Let’s start with the basics of health insurance and its involvement in your personal injury claim. First, you should always use your insurance, don’t let the fear of a lien prevent you from using the benefits that you and your employer have paid for. Although it may seem unfair, if you look at the math, it’s really okay. For example, if you examine a one of my client’s bills, you will see a scenario where a client went to her doctor three times and went to about ten physical therapy sessions. The bills total about just over $3,000. Ignoring other insurance such as PIP (personal injury protection) and ignoring any other treatment (hospital, MRI, etc.), if she did not use her insurance, she would have to pay the medical providers back the full $3,000 at the end of her case, win or lose. Sure, I may be able to negotiate the bill down, but legally, she owes the full $3,000. Now look at the same treatment with health insurance. The providers billed $3,000, but because she had health insurance, the contracted rate is lower, and the insurer might pay $1,800. Then, under Maryland law, when the case settles and the time comes to pay the lien, we only have to pay back $1,200. In our demand to the at-fault driver’s insurer, we are permitted to demand the full $3,000, that is paid (along with lost wages and pain and suffering), but we only pay $1,200 back to the insurer, that nets $1,800. We are permitted to claim the larger amount due to the Collateral Source Rule. This rule states that since the client paid for the health insurance, she gets the benefit. In other words: Why should the injured person pay thousands of dollars a year for insurance that in reality benefits the at-fault party? Health insurance makes a huge difference in the amount of money a client receives at the end of the case.

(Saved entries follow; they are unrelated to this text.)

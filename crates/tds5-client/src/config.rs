//! Connection configuration.
//!
//! [`ConnectOptions`] is the external collaborator referred to by the core
//! specification as "the defaults/configuration loader": it owns the
//! recognized configuration keys (§6) and their defaults, and seeds the
//! [`crate::env::Environment`] a freshly connected connection starts from.

use std::time::Duration;

/// Configuration recognized when establishing a connection.
///
/// Marked `#[non_exhaustive]` so new fields can be added without breaking
/// callers who construct via [`ConnectOptions::new`] and the builder methods.
#[derive(Debug, Clone)]
#[non_exhaustive]
pub struct ConnectOptions {
    /// Server hostname or IP address.
    pub host: String,

    /// Server TCP port.
    pub port: u16,

    /// Login user name.
    pub user: String,

    /// Login password.
    pub password: String,

    /// Database to `use` after a successful login.
    pub database: Option<String>,

    /// Client application name, passed into the login token.
    pub app_name: String,

    /// Client library name, passed into the login token.
    pub lib_name: String,

    /// Requested session language, passed into the login token.
    pub language: String,

    /// Initial TDS packet size in bytes; the server may renegotiate this via
    /// an `envchange`.
    pub packet_size: u32,

    /// Default timeout applied to a call when the caller doesn't supply one
    /// explicitly.
    pub default_timeout: Duration,
}

impl Default for ConnectOptions {
    fn default() -> Self {
        Self {
            host: "localhost".to_string(),
            port: 5000,
            user: String::new(),
            password: String::new(),
            database: None,
            app_name: "tds5-client".to_string(),
            lib_name: "tds5-client".to_string(),
            language: "us_english".to_string(),
            packet_size: tds5_protocol::DEFAULT_PACKET_SIZE as u32,
            default_timeout: Duration::from_secs(30),
        }
    }
}

impl ConnectOptions {
    /// Create a new configuration with default values.
    #[must_use]
    pub fn new() -> Self {
        Self::default()
    }

    /// Set the server host.
    #[must_use]
    pub fn host(mut self, host: impl Into<String>) -> Self {
        self.host = host.into();
        self
    }

    /// Set the server port.
    #[must_use]
    pub fn port(mut self, port: u16) -> Self {
        self.port = port;
        self
    }

    /// Set the login user name.
    #[must_use]
    pub fn user(mut self, user: impl Into<String>) -> Self {
        self.user = user.into();
        self
    }

    /// Set the login password.
    #[must_use]
    pub fn password(mut self, password: impl Into<String>) -> Self {
        self.password = password.into();
        self
    }

    /// Set the database to `use` after login.
    #[must_use]
    pub fn database(mut self, database: impl Into<String>) -> Self {
        self.database = Some(database.into());
        self
    }

    /// Set the client application name.
    #[must_use]
    pub fn app_name(mut self, name: impl Into<String>) -> Self {
        self.app_name = name.into();
        self
    }

    /// Set the client library name.
    #[must_use]
    pub fn lib_name(mut self, name: impl Into<String>) -> Self {
        self.lib_name = name.into();
        self
    }

    /// Set the requested session language.
    #[must_use]
    pub fn language(mut self, language: impl Into<String>) -> Self {
        self.language = language.into();
        self
    }

    /// Set the initial TDS packet size.
    #[must_use]
    pub fn packet_size(mut self, packet_size: u32) -> Self {
        self.packet_size = packet_size;
        self
    }

    /// Set the default per-call timeout.
    #[must_use]
    pub fn default_timeout(mut self, timeout: Duration) -> Self {
        self.default_timeout = timeout;
        self
    }
}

One issue may arise when the health insurance policy is controlled by federal law as opposed to Maryland law. These policies (for example, ERISA insurance policies) are not controlled by state law, and the insurer may not be required to reduce the lien. Whether they must reduce is contract specific. The attorney must look at the subrogation language to see what her client’s rights are. In addition, she must also check the policy’s legal status to see if it is truly the type of policy that can refuse to reduce.
If you are injured in a motor vehicle collision, or suffer any type of bodily injury, you should almost always use your health insurance. Don’t worry about the liens, relax, take care of yourself, get better, and let your attorney worry about it.
By Craig I. Meyers, Esq.
One of the worst types of collisions is the pedestrian strike. There is no real positive outcome when a 2,000 lb. vehicle strikes or runs over a person. Generally, the law in Maryland is that pedestrians have the right-of-way in a crosswalk, after that, each case has to be reviewed individually. A few years ago, the law was that anyone who crossed the street outside the crosswalk was at fault as a matter of law, until proven otherwise. That meant that a pedestrian struck outside the crosswalk started the case off with the presumption that he or she caused or contributed to her injury and could not win her case until she proved that the collision wasn’t her fault. This was a difficult uphill battle. Although that is no longer the law, the idea that the pedestrian contributed to the injury still prevails among many Maryland citizens and jurists. The shifted burden is difficult but not impossible to overcome.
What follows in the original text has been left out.